Konkrety. Co znajdziesz w tej książce?
▫️analizę obecnej sytuacji na całym świecie z jednoczesnym zestawieniem (prawdopodobnych) dodatnich i ujemnych konsekwencji;
▫️próbę ...przewidywania "co dalej?" oraz rady dla przyszłych pokoleń - i dla tych u władzy, i dla poddanych (choć nie ukazane wprost);
▫️dowiesz się czym jest nowa forma komunizmu (i dlaczego jest potrzebna, wg autora - i tu mamy widoczną kontrowersję, o której wspomniałam);
▫️masę informacji z zakresu polityki, globalizacji i psychologii tłumu;
▫️liczne przemyślenia na takie tematy, jak: (nie)równości społeczne, kryzysy (ekologiczne, gospodarcze), przemijalność i przypadkowość życia, nowa wartość Superego, poprawność polityczna... i inne.
.
Lektura daje wiele do myślenia, nie jest prosta i jednopłaszczyznowa (dokonane analizy są bardzo wnikliwe).

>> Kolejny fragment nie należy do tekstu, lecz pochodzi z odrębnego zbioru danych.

//! Mapping from world space to image pixels.
//!
//! The image is drawn as a quad centered at `center`, scaled by `scale`, with
//! `pixels_per_unit` image pixels per world unit at scale 1. World y points up;
//! image row 0 is the top row.

use glam::Vec2;

use crate::types::PixelCoord;

/// Where an image sits in world space
#[derive(Debug, Clone, Copy, PartialEq)]
pub struct ImagePlacement {
    /// World position of the image center
    pub center: Vec2,
    /// Zoom applied to the image quad
    pub scale: Vec2,
    /// Image pixels per world unit at scale 1
    pub pixels_per_unit: f32,
}

impl Default for ImagePlacement {
    fn default() -> Self {
        Self {
            center: Vec2::ZERO,
            scale: Vec2::ONE,
            pixels_per_unit: 100.0,
        }
    }
}

impl ImagePlacement {
    pub fn new(center: Vec2, scale: Vec2, pixels_per_unit: f32) -> Self {
        Self {
            center,
            scale,
            pixels_per_unit,
        }
    }

    /// Convert a world point to the pixel under it.
    ///
    /// Fractional positions are floored, never rounded. Returns None for points
    /// outside the image or for a degenerate placement (zero scale or density).
    pub fn world_to_pixel(&self, world: Vec2, width: u32, height: u32) -> Option<PixelCoord> {
        if self.scale.x == 0.0 || self.scale.y == 0.0 || self.pixels_per_unit <= 0.0 {
            return None;
        }

        let local = (world - self.center) / self.scale;
        let half = Vec2::new(width as f32, height as f32) / 2.0;
        let texel = (local * self.pixels_per_unit + half).floor();

        if !texel.is_finite()
            || texel.x < 0.0
            || texel.y < 0.0
            || texel.x >= width as f32
            || texel.y >= height as f32
        {
            return None;
        }

        // texel.y counts rows from the bottom edge
        let column = texel.x as u32;
        let row_from_bottom = texel.y as u32;
        Some(PixelCoord::new(column, height - 1 - row_from_bottom))
    }

    /// World position of a pixel's center (inverse of [`Self::world_to_pixel`])
    pub fn pixel_center(&self, coord: PixelCoord, width: u32, height: u32) -> Vec2 {
        let row_from_bottom = (height - 1 - coord.y) as f32;
        let texel = Vec2::new(coord.x as f32 + 0.5, row_from_bottom + 0.5);
        let half = Vec2::new(width as f32, height as f32) / 2.0;
        (texel - half) / self.pixels_per_unit * self.scale + self.center
    }
}

#[cfg(test)]
mod tests {
    use super::*;

    fn placement() -> ImagePlacement {
        ImagePlacement::new(Vec2::ZERO, Vec2::ONE, 1.0)
    }

    #[test]
    fn test_center_maps_to_middle_pixel() {
        // 4x4 image spans -2..2 in world units
        let coord = placement().world_to_pixel(Vec2::ZERO, 4, 4);
        assert_eq!(coord, Some(PixelCoord::new(2, 1)));
    }

    #[test]
    fn test_corners() {
        let p = placement();
        // Top-left world corner is row 0
        assert_eq!(p.world_to_pixel(Vec2::new(-1.99, 1.99), 4, 4), Some(PixelCoord::new(0, 0)));
        // Bottom-right world corner is the last row
        assert_eq!(p.world_to_pixel(Vec2::new(1.99, -1.99), 4, 4), Some(PixelCoord::new(3, 3)));
    }

    #[test]
    fn test_floor_not_round() {
        let p = placement();
        // Local x = -0.1 floors to column 1, rounding would give 2
        assert_eq!(p.world_to_pixel(Vec2::new(-0.1, 0.4), 4, 4), Some(PixelCoord::new(1, 1)));
        // Local x = 0.9 floors to column 2, rounding would give 3
        assert_eq!(p.world_to_pixel(Vec2::new(0.9, 0.4), 4, 4), Some(PixelCoord::new(2, 1)));
    }

    #[test]
    fn test_outside_image() {
        let p = placement();
        assert_eq!(p.world_to_pixel(Vec2::new(-2.01, 0.0), 4, 4), None);
        assert_eq!(p.world_to_pixel(Vec2::new(2.0, 0.0), 4, 4), None);
        assert_eq!(p.world_to_pixel(Vec2::new(0.0, 2.0), 4, 4), None);
    }

    #[test]
    fn test_scaled_and_offset() {
        let p = ImagePlacement::new(Vec2::new(10.0, 5.0), Vec2::splat(2.0), 2.0);
        // Zoomed 2x: one world unit covers one pixel
        assert_eq!(p.world_to_pixel(Vec2::new(10.5, 5.5), 4, 4), Some(PixelCoord::new(2, 1)));
        assert_eq!(p.world_to_pixel(Vec2::new(8.5, 3.5), 4, 4), Some(PixelCoord::new(0, 3)));
    }

    #[test]
    fn test_degenerate_placement() {
        let p = ImagePlacement::new(Vec2::ZERO, Vec2::new(0.0, 1.0), 1.0);
        assert_eq!(p.world_to_pixel(Vec2::ZERO, 4, 4), None);
        let p = ImagePlacement::new(Vec2::ZERO, Vec2::ONE, 0.0);
        assert_eq!(p.world_to_pixel(Vec2::ZERO, 4, 4), None);
    }

    #[test]
    fn test_pixel_center_roundtrip() {
        let p = ImagePlacement::new(Vec2::new(-3.0, 1.0), Vec2::new(1.5, 0.5), 32.0);
        for (x, y) in [(0, 0), (17, 5), (63, 31)] {
            let coord = PixelCoord::new(x, y);
            let world = p.pixel_center(coord, 64, 32);
            assert_eq!(p.world_to_pixel(world, 64, 32), Some(coord));
        }
    }
}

Co kawałek musiałam się zatrzymywać i zadać sama sobie pytanie "czy aby na pewno autor ma rację?" oraz "na jakiej podstawie tak sądzi?". Nie zawsze zgadzałam się z nim, często polemizowałam wewnętrznie, jak i zastanawiałam się nad trafnością sformułowań. Co więcej, autor pozwolił mi poszerzyć swoją wiedzę z zakresu psychoanalizy Lacana czy zainspirował mnie do poszukiwania tłumaczeń trudnych, dla mnie, słów. Jestem również zdania, że książka jest do przeczytania "na teraz" i służy raczej do jednorazowej lektury niżeli wracania latami do zamieszonych tu przemyśleń (choć mogę się mylić 🤔). Nie mniej jednak lubię mierzyć się z kontrastującymi poglądami na otaczającą nas rzeczywistość, dlatego jak dla mnie książka na plus, ale nie w kategorii "zmieniła moje życie" a "muszę to przemyśleć". Po prostu w porządku, bez achów. Do czego bym się mogła przyczepić? To zostawię dla siebie (chodzi o pewien światopogląd, którego tu nie wymieniłam - więcej nie zdradzę) 😁.
.
Psst! Fani spiskowych teorii mogą się bardzo w tej książce odnaleźć. Tzn... no powiem tyle: autor nawołuje do Nowego Porządku Świata (kto wie o co chodzi, ten wstawia👻)😉.